Mr. Thayer, of Pennsylvania, said: "I move to strike out the last line of the amendment, simply for the purpose of saying a few words. It seems to me that the proposition which is now made by the gentleman from the Committee on the Judiciary (Mr. Williams) is called for by no public exigency, and is only fraught with future embarrassment and inconvenience. If the law with regard to the appointing power is so arranged and so bound up that the power shall be controlled by the Senate and the President as regards all the subordinate officers of the Government, I see no possible necessity for trammelling the President in regard to his confidential advisers; or as John Randolph was wont to say, 'his head clerks.'

"It seems to me that it will lead to embarrassment in this way: if a cabinet officer dissents from the opinions of the Executive, the Executive should possess the power of removing that cabinet officer; otherwise your plan leads to this result, as was suggested by the gentleman from Iowa (Mr. Kasson), that you transfer the executive office from the Executive of the United States to his cabinet council. And in transferring it you make a new executive consisting of many heads instead of one; because if those officers are not removable from office at the will of the President, they may remain in office and outvote the President; they take such a course with regard to the administration of the executive office as by a majority of their number they may determine. And what is that but the substitution of a new executive in the place of the constitutional Executive? I think the future would reveal the impolicy of the great and fundamental change contemplated by this amendment. It seems to me to be fraught with future evil; to be, indeed, as was said by the gentleman from Iowa (Mr. Kasson), a radical revolution in one department of the Government. I hope, therefore, that the House will adhere to its position of yesterday."
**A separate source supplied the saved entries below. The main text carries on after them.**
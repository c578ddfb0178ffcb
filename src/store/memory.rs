//! In-memory shared store.
//!
//! Stands in for the real backend in tests and local runs. Atomicity comes
//! from dashmap's per-shard locking; every write stamps the key with a fresh
//! version so optimistic transactions can detect interleaved writers the same
//! way `WATCH` does. Expiry uses the tokio clock, so paused-time tests can
//! step through windows.

use std::sync::atomic::{AtomicU64, Ordering};
use std::sync::Arc;
use std::time::Duration;

use async_trait::async_trait;
use dashmap::mapref::entry::Entry;
use dashmap::mapref::one::RefMut;
use dashmap::DashMap;
use tokio::time::Instant;
use tracing::trace;

use super::{CommitOutcome, OptimisticTransaction, SharedStore, Ttl};
use crate::error::{Result, StoregateError};

#[derive(Debug, Clone)]
struct Slot {
    value: i64,
    version: u64,
    expires_at: Option<Instant>,
}

impl Slot {
    fn is_expired(&self, now: Instant) -> bool {
        matches!(self.expires_at, Some(at) if at <= now)
    }
}

#[derive(Debug, Default)]
struct Inner {
    slots: DashMap<String, Slot>,
    next_version: AtomicU64,
    transactions: AtomicU64,
    aborts: AtomicU64,
}

impl Inner {
    fn bump_version(&self) -> u64 {
        self.next_version.fetch_add(1, Ordering::SeqCst) + 1
    }

    /// Drop `key` if its expiry has passed. Must not be called while holding a
    /// guard on the same shard.
    fn purge_expired(&self, key: &str, now: Instant) {
        self.slots.remove_if(key, |_, slot| slot.is_expired(now));
    }

    /// Entry for `key`, replaced by `fresh` if absent or expired. The expiry
    /// check happens under the entry guard.
    fn live_slot(&self, key: &str, now: Instant, fresh: Slot) -> RefMut<'_, String, Slot> {
        match self.slots.entry(key.to_string()) {
            Entry::Occupied(mut occupied) => {
                if occupied.get().is_expired(now) {
                    occupied.insert(fresh);
                }
                occupied.into_ref()
            }
            Entry::Vacant(vacant) => vacant.insert(fresh),
        }
    }

    fn watched_version(&self, key: &str) -> Option<u64> {
        self.purge_expired(key, Instant::now());
        self.slots.get(key).map(|slot| slot.version)
    }

    fn value(&self, key: &str) -> Option<i64> {
        self.purge_expired(key, Instant::now());
        self.slots.get(key).map(|slot| slot.value)
    }
}

/// A process-local [`SharedStore`].
#[derive(Debug, Default, Clone)]
pub struct MemoryStore {
    inner: Arc<Inner>,
    read_delay: Option<Duration>,
}

impl MemoryStore {
    /// Create an empty store.
    pub fn new() -> Self {
        Self::default()
    }

    /// Pause for `delay` after every transactional read.
    ///
    /// Widens the gap between watch and commit so concurrent transactions
    /// reliably collide.
    pub fn with_read_delay(mut self, delay: Duration) -> Self {
        self.read_delay = Some(delay);
        self
    }

    /// Number of live keys.
    pub fn len(&self) -> usize {
        let now = Instant::now();
        self.inner
            .slots
            .iter()
            .filter(|slot| !slot.is_expired(now))
            .count()
    }

    /// Whether the store holds no live keys.
    pub fn is_empty(&self) -> bool {
        self.len() == 0
    }

    /// Whether `key` currently exists.
    pub fn contains_key(&self, key: &str) -> bool {
        self.inner.value(key).is_some()
    }

    /// Remove every key.
    pub fn clear(&self) {
        self.inner.slots.clear();
    }

    /// Number of optimistic transactions started so far.
    pub fn transactions_started(&self) -> u64 {
        self.inner.transactions.load(Ordering::SeqCst)
    }

    /// Number of commits rejected because of a concurrent writer.
    pub fn aborted_commits(&self) -> u64 {
        self.inner.aborts.load(Ordering::SeqCst)
    }
}

#[async_trait]
impl SharedStore for MemoryStore {
    type Transaction = MemoryTransaction;

    async fn increment(&self, key: &str) -> Result<i64> {
        let version = self.inner.bump_version();

        let mut slot = self.inner.live_slot(
            key,
            Instant::now(),
            Slot {
                value: 0,
                version,
                expires_at: None,
            },
        );
        slot.value = slot
            .value
            .checked_add(1)
            .ok_or_else(|| StoregateError::Store(format!("increment would overflow {}", key)))?;
        slot.version = version;
        Ok(slot.value)
    }

    async fn set_expiry(&self, key: &str, seconds: u64) -> Result<()> {
        let now = Instant::now();
        self.inner.purge_expired(key, now);

        if seconds == 0 {
            self.inner.slots.remove(key);
            return Ok(());
        }

        let version = self.inner.bump_version();
        if let Some(mut slot) = self.inner.slots.get_mut(key) {
            slot.expires_at = Some(now + Duration::from_secs(seconds));
            slot.version = version;
        }
        Ok(())
    }

    async fn ttl(&self, key: &str) -> Result<Ttl> {
        let now = Instant::now();
        self.inner.purge_expired(key, now);

        let ttl = match self.inner.slots.get(key) {
            None => Ttl::Missing,
            Some(slot) => match slot.expires_at {
                None => Ttl::Persistent,
                Some(at) => {
                    let remaining = at.saturating_duration_since(now);
                    let mut secs = remaining.as_secs();
                    if remaining.subsec_nanos() > 0 {
                        secs += 1;
                    }
                    Ttl::Expires(secs)
                }
            },
        };
        Ok(ttl)
    }

    async fn get(&self, key: &str) -> Result<Option<i64>> {
        Ok(self.inner.value(key))
    }

    async fn set(&self, key: &str, value: i64) -> Result<()> {
        let version = self.inner.bump_version();
        self.inner.slots.insert(
            key.to_string(),
            Slot {
                value,
                version,
                expires_at: None,
            },
        );
        Ok(())
    }

    async fn increment_with_expiry(&self, key: &str, seconds: u64) -> Result<i64> {
        let now = Instant::now();
        let version = self.inner.bump_version();

        let mut slot = self.inner.live_slot(
            key,
            now,
            Slot {
                value: 0,
                version,
                expires_at: Some(now + Duration::from_secs(seconds)),
            },
        );
        slot.value = slot
            .value
            .checked_add(1)
            .ok_or_else(|| StoregateError::Store(format!("increment would overflow {}", key)))?;
        slot.version = version;
        Ok(slot.value)
    }

    async fn begin_optimistic_transaction(&self, key: &str) -> Result<MemoryTransaction> {
        self.inner.transactions.fetch_add(1, Ordering::SeqCst);
        let watched = self.inner.watched_version(key);
        trace!(key = %key, watched = ?watched, "Watching key");

        Ok(MemoryTransaction {
            inner: Arc::clone(&self.inner),
            key: key.to_string(),
            watched,
            read_delay: self.read_delay,
        })
    }
}

/// Optimistic transaction against a [`MemoryStore`].
#[derive(Debug)]
pub struct MemoryTransaction {
    inner: Arc<Inner>,
    key: String,
    watched: Option<u64>,
    read_delay: Option<Duration>,
}

#[async_trait]
impl OptimisticTransaction for MemoryTransaction {
    async fn get(&mut self) -> Result<Option<i64>> {
        let value = self.inner.value(&self.key);
        if let Some(delay) = self.read_delay {
            tokio::time::sleep(delay).await;
        }
        Ok(value)
    }

    async fn commit(self, value: i64) -> Result<CommitOutcome> {
        let now = Instant::now();
        let version = self.inner.bump_version();
        let fresh = Slot {
            value,
            version,
            expires_at: None,
        };

        let outcome = match self.inner.slots.entry(self.key.clone()) {
            Entry::Occupied(mut occupied) => {
                let current = Some(occupied.get())
                    .filter(|slot| !slot.is_expired(now))
                    .map(|slot| slot.version);
                if current == self.watched {
                    occupied.insert(fresh);
                    CommitOutcome::Committed
                } else {
                    CommitOutcome::Aborted
                }
            }
            Entry::Vacant(vacant) => {
                if self.watched.is_none() {
                    vacant.insert(fresh);
                    CommitOutcome::Committed
                } else {
                    CommitOutcome::Aborted
                }
            }
        };

        if outcome == CommitOutcome::Aborted {
            self.inner.aborts.fetch_add(1, Ordering::SeqCst);
        }
        Ok(outcome)
    }
}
Mr. Wilson, of Iowa, said: "Mr. Speaker, I

do not accept the doctrine which has been advanced by my colleague from Iowa (Mr. Kasson), and by the gentleman from Pennsylvania (Mr. Thayer), in regard to the executive department of the Government as correct. I find, sir, that the Constitution says that the executive power shall be vested in the President of the United States of America. Now, I should like to know what there is in the executive part of the Government as we find it in the Constitution which would confer upon the heads of departments power to override the President of the United States in the determination of any policy however independent of the President you may make these heads of departments? What right has a head of a department to a policy except it be that policy established by law? What right, under the operation of this amendment offered by my colleague on the Judiciary Committee, would the heads of departments have to convene themselves together and override the President in the exercise of his power? The President is, as the Constitution says, the Executive of the United States. He is to executewhat? He is to execute the law, and any policy which he may have, or which his cabinet may have, or the two combined may have, in violation of law, is a violation not merely of the law, but of the Constitution itself.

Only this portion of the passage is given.